For the entries below, print exactly the lines between the line holding "Remove a subscription by ID" and the line holding "pub fn fail_lookups(&self, fail: bool)", inclusive, and nothing else.

*** Opening Information ***

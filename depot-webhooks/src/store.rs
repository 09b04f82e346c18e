//! Subscription store contract and an in-memory implementation

use crate::{DeliveryRecord, Result, Subscription, WebhookError};
use async_trait::async_trait;
use parking_lot::RwLock;
use std::collections::HashMap;
use std::sync::Arc;
use std::sync::atomic::{AtomicBool, Ordering};

/// Persistence collaborator of the dispatcher.
///
/// Implementations must tolerate concurrent calls from every worker; each
/// call is expected to be atomic on its own.
#[async_trait]
pub trait SubscriptionStore: Send + Sync {
    /// List every subscription registered for a repository
    async fn list_subscriptions_by_repository(&self, repository: &str)
    -> Result<Vec<Subscription>>;

    /// Append a record to the delivery audit log
    async fn append_delivery_record(&self, record: DeliveryRecord) -> Result<()>;
}

/// In-memory subscription store and audit log
#[derive(Debug, Clone, Default)]
pub struct MemoryStore {
    subscriptions: Arc<RwLock<HashMap<String, Subscription>>>,
    records: Arc<RwLock<Vec<DeliveryRecord>>>,
    fail_lookups: Arc<AtomicBool>,
}

impl MemoryStore {
    /// Create a new empty store
    pub fn new() -> Self {
        Self::default()
    }

    /// Register a subscription, replacing any with the same ID
    pub fn register(&self, subscription: Subscription) -> String {
        let id = subscription.id.clone();
        self.subscriptions.write().insert(id.clone(), subscription);
        id
    }

    /// Remove a subscription by ID
    pub fn unregister(&self, id: &str) -> Option<Subscription> {
        self.subscriptions.write().remove(id)
    }

    /// Get a subscription by ID
    pub fn get(&self, id: &str) -> Option<Subscription> {
        self.subscriptions.read().get(id).cloned()
    }

    /// Number of registered subscriptions
    pub fn count(&self) -> usize {
        self.subscriptions.read().len()
    }

    /// Snapshot of the audit log, in append order
    pub fn records(&self) -> Vec<DeliveryRecord> {
        self.records.read().clone()
    }

    /// Audit entries for one subscription
    pub fn records_for(&self, subscription_id: &str) -> Vec<DeliveryRecord> {
        self.records
            .read()
            .iter()
            .filter(|r| r.subscription_id == subscription_id)
            .cloned()
            .collect()
    }

    /// Number of audit entries
    pub fn record_count(&self) -> usize {
        self.records.read().len()
    }

    /// Drop every audit entry
    pub fn clear_records(&self) {
        self.records.write().clear();
    }

    /// Make subscription lookups fail, simulating an unavailable store
    pub fn fail_lookups(&self, fail: bool) {
        self.fail_lookups.store(fail, Ordering::SeqCst);
    }
}

#[async_trait]
impl SubscriptionStore for MemoryStore {
    async fn list_subscriptions_by_repository(
        &self,
        repository: &str,
    ) -> Result<Vec<Subscription>> {
        if self.fail_lookups.load(Ordering::SeqCst) {
            return Err(WebhookError::StoreError(
                "subscription store unavailable".to_string(),
            ));
        }

        let mut subscriptions: Vec<Subscription> = self
            .subscriptions
            .read()
            .values()
            .filter(|s| s.repository == repository)
            .cloned()
            .collect();
        subscriptions.sort_by(|a, b| a.id.cmp(&b.id));
        Ok(subscriptions)
    }

    async fn append_delivery_record(&self, record: DeliveryRecord) -> Result<()> {
        self.records.write().push(record);
        Ok(())
    }
}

*** Closing Information ***

#### Exercise response:
    /// Remove a subscription by ID
    pub fn unregister(&self, id: &str) -> Option<Subscription> {
        self.subscriptions.write().remove(id)
    }

    /// Get a subscription by ID
    pub fn get(&self, id: &str) -> Option<Subscription> {
        self.subscriptions.read().get(id).cloned()
    }

    /// Number of registered subscriptions
    pub fn count(&self) -> usize {
        self.subscriptions.read().len()
    }

    /// Snapshot of the audit log, in append order
    pub fn records(&self) -> Vec<DeliveryRecord> {
        self.records.read().clone()
    }

    /// Audit entries for one subscription
    pub fn records_for(&self, subscription_id: &str) -> Vec<DeliveryRecord> {
        self.records
            .read()
            .iter()
            .filter(|r| r.subscription_id == subscription_id)
            .cloned()
            .collect()
    }

    /// Number of audit entries
    pub fn record_count(&self) -> usize {
        self.records.read().len()
    }

    /// Drop every audit entry
    pub fn clear_records(&self) {
        self.records.write().clear();
    }

    /// Make subscription lookups fail, simulating an unavailable store
    pub fn fail_lookups(&self, fail: bool) {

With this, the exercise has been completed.